As they discussed the idea, it was clear that Zen-Kurel was anxious to avoid giving any impression that he might be prejudiced against Maia. He sat silently, looking from one to another and listening intently. It struck her that he had probably realized, as had she, that in fact the practicability of her plan depended on whether the rest of them decided in favor of attempting it.
"Maia," asked Meris, "are you sure there's nothing in the river that might attack us?"
She shook her head. "River's safer than the forest. All we'd have to look out for would be sunken branches an' that under water, might go into you, but 'tain't very likely. 'Course, we don't even have to make a raft. If everyone had a log it would be enough to keep afloat. Only we could put our stuff on a raft, see."
Having said this much, she kept quiet. To be too insistent would only spoil everything. Anyway it could, she felt, only be a matter of waiting until they had accustomed themselves to the idea.

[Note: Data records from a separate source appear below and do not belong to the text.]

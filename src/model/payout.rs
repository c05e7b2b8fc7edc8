use chrono::{DateTime, Utc};
use serde::{Deserialize, Serialize};
use utoipa::{IntoParams, ToSchema};

use crate::model::assignment::ProviderKindDto;

#[derive(Debug, Clone, Copy, PartialEq, Eq, Serialize, Deserialize, ToSchema)]
#[serde(rename_all = "snake_case")]
pub enum PayoutStatusDto {
    Pending,
    Paid,
    Failed,
}

#[derive(Debug, Clone, PartialEq, Serialize, Deserialize, ToSchema)]
pub struct PayoutDto {
    pub id: i32,
    pub assignment_id: i32,
    pub booking_id: i32,
    pub kind: ProviderKindDto,
    pub destination: String,
    pub amount_cents: i64,
    pub currency: String,
    pub status: PayoutStatusDto,
    pub transfer_id: Option<String>,
    pub failure_reason: Option<String>,
    pub attempts: i32,
    pub created_at: DateTime<Utc>,
    pub updated_at: DateTime<Utc>,
}

#[derive(Debug, Clone, Copy, PartialEq, Eq, Serialize, Deserialize, ToSchema)]
#[serde(rename_all = "snake_case")]
pub enum PayoutBlockerDto {
    BookingCancelled,
    AssignmentNotConfirmed,
    MissingPayoutAccount,
    PayoutAccountInactive,
    ProviderInactive,
    ZeroAmount,
}

#[derive(Debug, Clone, Copy, PartialEq, Eq, Serialize, Deserialize, ToSchema)]
#[serde(rename_all = "snake_case")]
pub enum PayoutOutcomeKindDto {
    Paid,
    AlreadyPaid,
    Failed,
    Blocked,
}

#[derive(Debug, Clone, Serialize, Deserialize, ToSchema)]
pub struct PayoutOutcomeDto {
    pub assignment_id: i32,
    pub outcome: PayoutOutcomeKindDto,
    pub payout: Option<PayoutDto>,
    #[serde(default, skip_serializing_if = "Vec::is_empty")]
    pub blockers: Vec<PayoutBlockerDto>,
}

#[derive(Debug, Clone, Deserialize, IntoParams)]
#[into_params(parameter_in = Query)]
pub struct PayoutFilterQuery {
    pub status: Option<PayoutStatusDto>,
}
//! Booking factory for creating test booking requests.

use crate::factory::helpers::next_id;
use chrono::{Duration, NaiveDate, Utc};
use entity::sea_orm_active_enums::BookingStatus;
use sea_orm::{ActiveModelTrait, ActiveValue, DatabaseConnection, DbErr};

/// Factory for creating test bookings with customizable fields.
pub struct BookingFactory<'a> {
    db: &'a DatabaseConnection,
    client_name: String,
    client_email: String,
    client_phone: Option<String>,
    event_date: NaiveDate,
    guest_count: i32,
    status: BookingStatus,
}

impl<'a> BookingFactory<'a> {
    /// Creates a new BookingFactory with default values.
    ///
    /// Defaults:
    /// - client: `"Client {id}"` / `"client{id}@example.com"`, no phone
    /// - event_date: 30 days from today
    /// - guest_count: `12`
    /// - status: `BookingStatus::Pending`
    pub fn new(db: &'a DatabaseConnection) -> Self {
        let id = next_id();
        Self {
            db,
            client_name: format!("Client {}", id),
            client_email: format!("client{}@example.com", id),
            client_phone: None,
            event_date: (Utc::now() + Duration::days(30)).date_naive(),
            guest_count: 12,
            status: BookingStatus::Pending,
        }
    }

    pub fn client_phone(mut self, phone: impl Into<String>) -> Self {
        self.client_phone = Some(phone.into());
        self
    }

    pub fn event_date(mut self, event_date: NaiveDate) -> Self {
        self.event_date = event_date;
        self
    }

    pub fn guest_count(mut self, guest_count: i32) -> Self {
        self.guest_count = guest_count;
        self
    }

    pub fn status(mut self, status: BookingStatus) -> Self {
        self.status = status;
        self
    }

    /// Builds and inserts the booking entity into the database.
    pub async fn build(self) -> Result<entity::booking::Model, DbErr> {
        let now = Utc::now();
        entity::booking::ActiveModel {
            id: ActiveValue::NotSet,
            client_name: ActiveValue::Set(self.client_name),
            client_email: ActiveValue::Set(self.client_email),
            client_phone: ActiveValue::Set(self.client_phone),
            event_date: ActiveValue::Set(self.event_date),
            event_type: ActiveValue::Set("private dinner".to_string()),
            location: ActiveValue::Set("Kingston".to_string()),
            guest_count: ActiveValue::Set(self.guest_count),
            budget_cents: ActiveValue::Set(None),
            dietary_notes: ActiveValue::Set(None),
            status: ActiveValue::Set(self.status),
            created_at: ActiveValue::Set(now),
            updated_at: ActiveValue::Set(now),
        }
        .insert(self.db)
        .await
    }
}

/// Creates a pending booking with default values.
pub async fn create_booking(db: &DatabaseConnection) -> Result<entity::booking::Model, DbErr> {
    BookingFactory::new(db).build().await
}

/// Adds a requested ingredient to a booking.
pub async fn create_booking_ingredient(
    db: &DatabaseConnection,
    booking_id: i32,
    ingredient_id: i32,
) -> Result<entity::booking_ingredient::Model, DbErr> {
    entity::booking_ingredient::ActiveModel {
        booking_id: ActiveValue::Set(booking_id),
        ingredient_id: ActiveValue::Set(ingredient_id),
        quantity: ActiveValue::Set(1.0),
    }
    .insert(db)
    .await
}
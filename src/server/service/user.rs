use sea_orm::DatabaseConnection;

use crate::server::{
    data::user::UserRepository,
    error::AppError,
    model::{page::Page, user::User},
};

pub struct UserService<'a> {
    db: &'a DatabaseConnection,
}

impl<'a> UserService<'a> {
    pub fn new(db: &'a DatabaseConnection) -> Self {
        Self { db }
    }

    /// Gets users ordered by name.
    pub async fn list(&self, page: u64, per_page: u64) -> Result<Page<User>, AppError> {
        let (users, total) = UserRepository::new(self.db)
            .get_all_paginated(page, per_page)
            .await?;

        Ok(Page::new(users, total, page, per_page))
    }
}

After all, the only alternative was the forest, and surely to Cran they must have had enough of that by now?
"But this raft-it can only be a very rough sort of job, Maia, can't it?" asked Zirek. "What happens if it hits something in the river and falls to pieces?"
"We'd still be able to get to shore holding on to the logs," she said. "I taught myself to swim holding on to a log, when I wasn't no more 'n five or six years old."
"Years and years ago," said Zirek solemnly. Even Zen-Kurel smiled.
Anda-Nokomis was with her, she knew; the least fit for it of them all. Even as she realized this, Zirek put it to him point-blank.
"Do you want to try it, sir?"
"Y-es," he replied pausingly. "Yes, on the whole I think I do. Even if we don't get very far, you see, we'll still be no worse off."
"I think we must try it," said Zen-Kurel. "I admit I had no idea the forest would be as bad as this. If we're to get through at all it's the river or nothing."
They toiled for three or four hours, and with every hour Maia's standing gained. Though she was, of course, careful to avoid any suggestion of it, they were dependent on her.
Zen-Kurel, obliged from time to time to confer with her as the work went on, spoke to her with detachment, his manner suggesting that their joint need made it necessary, for the moment at all events, simply to concentrate on what had to be done.
Finding suitable logs took longer than Maia had expected. When she had first put forward her suggestion, she had had in mind the idea of a raft about five feet long and three feet wide, made of no more than four logs. They were lucky enough to find two good ones almost at once. One was already smooth along its entire length, while the other had a few outgrowths and small brandies which they were able more or less to trim with her knife. After this, however, they hunted in vain for the best part of an hour. Finally Maia decided that they would have to be content with two smaller rafts.